Paulette sat down across from her and repeated her gazing-into-the-cup routine. The spill on the scarred vinyl tabletop wasn’t quite dry. Denise watched a tiny finger of it being absorbed into the cuff of the pink long-sleeved T-shirt Paulette wore under her scrubs.
“Did you have trouble getting the triazolam?” Denise asked, forcing an end to what was becoming an awkward silence.
Paulette hung her head. “I didn’t get it,” she murmured.
“Why the hell not?” Denise demanded, shocking herself with the outburst.
Paulette reached into the pocket of her scrubs and pulled out a handful of hypodermics with capped needles, each in its sanitary packet. “I got the needles,” she offered pitifully.

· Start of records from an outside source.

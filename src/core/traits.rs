//! Core traits for SVM implementation

use crate::core::{sign, Prediction, Result};

/// Decision function of a trained binary classifier
pub trait Classifier {
    /// Raw decision value `Σ α_i y_i K(x_i, x) + B`
    fn decision_function(&self, input: &[f64]) -> Result<f64>;

    /// Sign of the decision value; 0 is returned as-is for boundary inputs
    fn decide(&self, input: &[f64]) -> Result<f64> {
        self.decision_function(input).map(sign)
    }

    /// Predict a single input
    fn predict(&self, input: &[f64]) -> Result<Prediction> {
        self.decision_function(input)
            .map(Prediction::from_decision_value)
    }

    /// Predict multiple inputs
    fn predict_batch(&self, inputs: &[Vec<f64>]) -> Result<Vec<Prediction>> {
        inputs.iter().map(|x| self.predict(x)).collect()
    }

    /// Get the number of support vectors
    fn n_support_vectors(&self) -> usize;

    /// Get the bias term
    fn bias(&self) -> f64;
}
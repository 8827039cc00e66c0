//! ksvm Command Line Interface
//!
//! Trains one-vs-rest SVMs on a text corpus and appends per-class evaluation
//! lines to a report file, or precomputes Gram matrices.

use clap::{Args, Parser, Subcommand};
use env_logger::Env;
use log::{error, info};
use ksvm::api::{append_report, CorpusEvaluation};
use ksvm::core::{Result, SVMError};
use ksvm::data::{Corpus, TfIdfVectorizer};
use ksvm::gram::GramMatrixCache;
use ksvm::kernel::{Kernel, KernelFunction};
use ksvm::svm::Variant;
use ksvm::RunConfig;
use std::path::PathBuf;
use std::process;

#[derive(Parser)]
#[command(name = "ksvm")]
#[command(about = "Hard- and soft-margin kernel SVMs for text classification")]
#[command(version = env!("CARGO_PKG_VERSION"))]
#[command(author = "ksvm contributors")]
struct Cli {
    #[command(subcommand)]
    command: Commands,

    /// Enable verbose output
    #[arg(short, long, global = true)]
    verbose: bool,

    /// Enable debug output
    #[arg(short, long, global = true)]
    debug: bool,
}

#[derive(Subcommand)]
enum Commands {
    /// Train one model per training class and evaluate it on the test corpus
    Evaluate(EvaluateArgs),
    /// Compute and persist the Gram matrix of the training corpus
    Gram(GramArgs),
}

#[derive(Args)]
struct ProblemArgs {
    /// Problem name; reads <data-dir>/<problem>-train.txt and -test.txt
    #[arg(short, long)]
    problem: String,

    /// Kernel: polynomial or gauss
    #[arg(short, long)]
    kernel: String,

    /// Kernel arguments: dimension and offset for polynomial, sigma for gauss
    #[arg(short = 'a', long, num_args = 1.., allow_negative_numbers = true)]
    kernel_args: Vec<f64>,

    /// Directory holding the corpora and the report files
    #[arg(long, default_value = "data")]
    data_dir: PathBuf,

    /// Directory for Gram matrix and solution files (defaults to the data directory)
    #[arg(long)]
    cache_dir: Option<PathBuf>,

    /// JSON run configuration
    #[arg(short, long)]
    config: Option<PathBuf>,
}

impl ProblemArgs {
    fn cache_dir(&self) -> PathBuf {
        self.cache_dir.clone().unwrap_or_else(|| self.data_dir.clone())
    }

    fn run_config(&self) -> Result<RunConfig> {
        match &self.config {
            Some(path) => {
                info!("Loading configuration from {path:?}");
                RunConfig::from_file(path)
            }
            None => Ok(RunConfig::default()),
        }
    }
}

#[derive(Args)]
struct EvaluateArgs {
    #[command(flatten)]
    problem: ProblemArgs,

    /// SVM variant: hard or soft
    #[arg(short = 't', long)]
    variant: String,

    /// Fixed nu for the soft margin (skips the nu search)
    #[arg(long)]
    nu: Option<f64>,

    /// Print the class reports as JSON
    #[arg(long)]
    json: bool,
}

#[derive(Args)]
struct GramArgs {
    #[command(flatten)]
    problem: ProblemArgs,
}

fn main() {
    let cli = Cli::parse();

    // Initialize logging
    let log_level = if cli.debug {
        "debug"
    } else if cli.verbose {
        "info"
    } else {
        "warn"
    };

    env_logger::Builder::from_env(Env::default().default_filter_or(log_level)).init();

    let result = match cli.command {
        Commands::Evaluate(args) => evaluate_command(args),
        Commands::Gram(args) => gram_command(args),
    };

    if let Err(e) = result {
        error!("Error: {e}");
        eprintln!("Error: {e}");
        process::exit(1);
    }
}

fn evaluate_command(args: EvaluateArgs) -> Result<()> {
    let variant: Variant = args.variant.parse()?;
    let kernel = KernelFunction::from_name(&args.problem.kernel, &args.problem.kernel_args)?;
    let config = args.problem.run_config()?;
    let nu = args.nu.or(config.nu);

    info!(
        "Evaluating {} with the {variant} margin and kernel {}",
        args.problem.problem,
        kernel.name()
    );

    let mut evaluation = CorpusEvaluation::from_data_dir(
        &args.problem.data_dir,
        &args.problem.problem,
        kernel,
        variant,
        nu,
        config.trainer_config(args.problem.cache_dir()),
    )?;

    let report_path = args.problem.data_dir.join(evaluation.report_file_name());
    let mut reports = Vec::new();

    for class in evaluation.classes() {
        let report = evaluation.evaluate_class(&class)?;

        println!("=============={class}==============");
        println!("=============={}==============", report.started_at.to_rfc3339());
        println!("nu {}", report.nu);
        let m = &report.metrics;
        println!(
            "tp tn fp fn : {} {} {} {}",
            m.true_positives, m.true_negatives, m.false_positives, m.false_negatives
        );
        println!("Precision/recall: {} {}", m.precision(), m.recall());
        println!(
            "Accuracy: {} || F1: {}",
            m.accuracy() * 100.0,
            m.f1_score()
        );

        append_report(&report_path, &report)?;
        reports.push(report);
    }

    info!("Report appended to {report_path:?}");

    if args.json {
        let json = serde_json::to_string_pretty(&reports)
            .map_err(|e| SVMError::SerializationError(e.to_string()))?;
        println!("{json}");
    }

    Ok(())
}

fn gram_command(args: GramArgs) -> Result<()> {
    let args = args.problem;
    let kernel = KernelFunction::from_name(&args.kernel, &args.kernel_args)?;
    let config = args.run_config()?;

    let training =
        Corpus::from_file(args.data_dir.join(format!("{}-train.txt", args.problem)))?;
    let values = TfIdfVectorizer::fit(&training).vectorize(&training);

    let mut cache = GramMatrixCache::new(args.cache_dir(), config.memory_cache_capacity);
    let matrix = cache.get_or_compute(&args.problem, &kernel, &values)?;

    println!(
        "Gram matrix {}x{} at {}",
        matrix.size(),
        matrix.size(),
        cache.path_for(&args.problem, &kernel.name()).display()
    );

    Ok(())
}
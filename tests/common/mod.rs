#![allow(dead_code)]

pub use blobvault::blockstore::testutils::FailingBlockStore;

/// Body bytes that are easy to tell apart at any offset.
pub fn pattern(len: usize) -> Vec<u8> {
    (0..len).map(|i| (i * 31 + 7) as u8).collect()
}

/// Raw legacy blob content: version 0, entry type, body.
pub fn legacy_content(entry_type: u8, body: &[u8]) -> Vec<u8> {
    let mut content = vec![0x00, 0x00, entry_type];
    content.extend_from_slice(body);
    content
}
mod common;

use std::sync::Arc;

use blobvault::blob::{Blob, BlobStore};
use blobvault::fsblob::layout::{FORMAT_VERSION_HEADER, HEADER_SIZE, OLD_HEADER_SIZE};
use blobvault::fsblob::view::{get_format_version_header, migrate};
use blobvault::{EntryType, FsBlobStore, FsBlobView, InMemoryBlockStore, Key, KEY_SIZE};

use common::{legacy_content, pattern, FailingBlockStore};

// 56 bytes per leaf, 3 children per inner node: small bodies already need
// multi-level trees.
const SMALL_BLOCK: usize = 64;

fn write_raw<B: blobvault::BlockStore>(store: &BlobStore<B>, content: &[u8]) -> Blob<B> {
    let mut blob = store.create().unwrap();
    blob.resize(content.len() as u64).unwrap();
    blob.write(0, content).unwrap();
    blob
}

fn expected_after_migration(entry_type: u8, parent: &Key, body: &[u8]) -> Vec<u8> {
    let mut expected = Vec::with_capacity(HEADER_SIZE + body.len());
    expected.extend_from_slice(&FORMAT_VERSION_HEADER.to_le_bytes());
    expected.push(entry_type);
    expected.extend_from_slice(parent.as_bytes());
    expected.extend_from_slice(body);
    expected
}

#[test]
fn hello_file_migrates_to_current_layout() {
    let store = BlobStore::new(InMemoryBlockStore::new(), SMALL_BLOCK).unwrap();
    let parent = Key::random();
    let mut blob = write_raw(&store, b"\x00\x00\x01hello");

    migrate(&mut blob, &parent).unwrap();

    let raw = blob.read_all().unwrap();
    assert_eq!(raw.len(), OLD_HEADER_SIZE + 5 + KEY_SIZE);
    assert_ne!(get_format_version_header(&blob).unwrap(), 0);
    assert_eq!(raw[2], 0x01);
    assert_eq!(&raw[3..19], parent.as_bytes());
    assert_eq!(&raw[19..], b"hello");
}

#[test]
fn migrated_body_matches_for_many_sizes() {
    let store = BlobStore::new(InMemoryBlockStore::new(), SMALL_BLOCK).unwrap();
    for len in [0usize, 1, 36, 37, 53, 54, 55, 100, 500, 1234] {
        let body = pattern(len);
        let parent = Key::random();
        let mut blob = write_raw(&store, &legacy_content(0x01, &body));
        migrate(&mut blob, &parent).unwrap();

        let view = FsBlobView::new(blob).unwrap();
        assert_eq!(view.read_all_body().unwrap(), body, "body length {len}");
        assert_eq!(view.parent().unwrap(), parent);
        assert_eq!(view.entry_type().unwrap(), EntryType::File);
        view.remove().unwrap();
    }
    assert_eq!(store.num_blocks().unwrap(), 0);
}

#[test]
fn interrupted_migration_is_retryable() {
    let parent = Key::from_bytes([0x5A; KEY_SIZE]);
    let body = pattern(400);
    let original = legacy_content(0x00, &body);
    let expected = expected_after_migration(0x00, &parent, &body);

    let mut failures = 0;
    for fail_after in 0.. {
        let base = Arc::new(FailingBlockStore::new(InMemoryBlockStore::new()));
        let store = BlobStore::from_arc(Arc::clone(&base), SMALL_BLOCK).unwrap();
        let mut blob = write_raw(&store, &original);

        base.fail_after(fail_after);
        let result = migrate(&mut blob, &parent);
        base.disarm();

        match result {
            Err(_) => {
                failures += 1;
                assert_eq!(get_format_version_header(&blob).unwrap(), 0, "failure point {fail_after}");
                assert_eq!(blob.read_all().unwrap(), original, "failure point {fail_after}");

                migrate(&mut blob, &parent).unwrap();
                assert_eq!(blob.read_all().unwrap(), expected, "retry after failure point {fail_after}");
            }
            Ok(()) => {
                assert_eq!(blob.read_all().unwrap(), expected);
                break;
            }
        }
    }
    assert!(failures > 0);
}

#[test]
fn load_migrates_once_then_reads_current_header() {
    let fs = FsBlobStore::from_blob_store(BlobStore::new(InMemoryBlockStore::new(), SMALL_BLOCK).unwrap(), true);
    let parent = Key::random();
    let key = *write_raw(fs.blob_store(), &legacy_content(0x01, b"legacy file")).key();

    let file = fs.load(&key, &parent).unwrap().unwrap().into_file().unwrap();
    assert_eq!(file.read_all().unwrap(), b"legacy file");
    drop(file);

    // A different hint on the second load must not change the stored parent.
    let again = fs.load(&key, &Key::random()).unwrap().unwrap();
    assert_eq!(again.parent().unwrap(), parent);
    assert_eq!(again.entry_type(), EntryType::File);
}

#[test]
fn root_directory_migrates_with_zero_parent() {
    let fs = FsBlobStore::from_blob_store(BlobStore::new(InMemoryBlockStore::new(), SMALL_BLOCK).unwrap(), true);
    let key = *write_raw(fs.blob_store(), &legacy_content(0x00, b"")).key();

    let root = fs.load(&key, &Key::zero()).unwrap().unwrap().into_dir().unwrap();
    assert_eq!(root.num_entries(), 0);
    assert_eq!(root.view().parent().unwrap(), Key::zero());
}
use std::path::{Path, PathBuf};

use super::view::FsBlobView;
use super::{FsBlobError, Result};
use crate::blockstore::BlockStore;
use crate::key::Key;

/// Symbolic link: the body is the UTF-8 target path.
pub struct SymlinkBlob<B: BlockStore> {
    view: FsBlobView<B>,
}

impl<B: BlockStore> SymlinkBlob<B> {
    pub(crate) fn new(view: FsBlobView<B>) -> Self {
        Self { view }
    }

    pub fn view(&self) -> &FsBlobView<B> {
        &self.view
    }

    pub fn view_mut(&mut self) -> &mut FsBlobView<B> {
        &mut self.view
    }

    pub fn key(&self) -> &Key {
        self.view.key()
    }

    pub fn target(&self) -> Result<PathBuf> {
        let bytes = self.view.read_all_body()?;
        let target = String::from_utf8(bytes).map_err(|_| FsBlobError::InvalidSymlinkTarget)?;
        Ok(PathBuf::from(target))
    }

    pub fn target_len(&self) -> Result<u64> {
        self.view.body_size()
    }

    pub fn set_target(&mut self, target: &Path) -> Result<()> {
        let target = target.to_str().filter(|t| !t.is_empty()).ok_or(FsBlobError::InvalidSymlinkTarget)?;
        self.view.replace_body(target.as_bytes())
    }

    pub fn remove(self) -> Result<()> {
        self.view.remove()
    }
}
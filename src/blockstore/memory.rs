use std::collections::HashMap;
use std::sync::{Mutex, MutexGuard};

use super::{BlockStore, Result};
use crate::key::Key;

/// Block store held entirely in memory.
///
/// Nothing survives the process.  Used by tests and as the base of throwaway
/// filesystems.
#[derive(Debug, Default)]
pub struct InMemoryBlockStore {
    blocks: Mutex<HashMap<Key, Vec<u8>>>,
}

impl InMemoryBlockStore {
    pub fn new() -> Self {
        Self::default()
    }

    fn blocks(&self) -> MutexGuard<'_, HashMap<Key, Vec<u8>>> {
        // A panic while holding the lock cannot leave a half-written entry.
        self.blocks.lock().unwrap_or_else(|poisoned| poisoned.into_inner())
    }
}

impl BlockStore for InMemoryBlockStore {
    fn try_create(&self, key: &Key, data: &[u8]) -> Result<bool> {
        let mut blocks = self.blocks();
        if blocks.contains_key(key) {
            return Ok(false);
        }
        blocks.insert(*key, data.to_vec());
        Ok(true)
    }

    fn load(&self, key: &Key) -> Result<Option<Vec<u8>>> {
        Ok(self.blocks().get(key).cloned())
    }

    fn store(&self, key: &Key, data: &[u8]) -> Result<()> {
        self.blocks().insert(*key, data.to_vec());
        Ok(())
    }

    fn remove(&self, key: &Key) -> Result<bool> {
        Ok(self.blocks().remove(key).is_some())
    }

    fn num_blocks(&self) -> Result<u64> {
        Ok(self.blocks().len() as u64)
    }

    fn exists(&self, key: &Key) -> Result<bool> {
        Ok(self.blocks().contains_key(key))
    }
}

Afraid to speak lest she batter her twin with abuse a second time, Denise stared at the empty hypodermic needles and nodded slowly. When she felt she could speak normally, she asked, more gently, “Did you put the house on the market?”
Paulette shook her head.
Gentleness vaporized.
Paulette hadn’t done anything. Nothing. Anger geysered up Denise’s throat, hot and sulfurous as the fumes of hell. Given that Denise had shot Paulette’s husband up close and personal three times, pilfering a few pills didn’t seem like a big deal. Denise tried to force the bile down, calm herself. Pilfering a few pills, no big deal; Paulette would see it that way after Denise explained it.
The problem was Denise shouldn’t have to explain it.
How could Paulette be sitting like a lump of raw dough in this filthy kitchen and not see how important this stuff was? Crucial.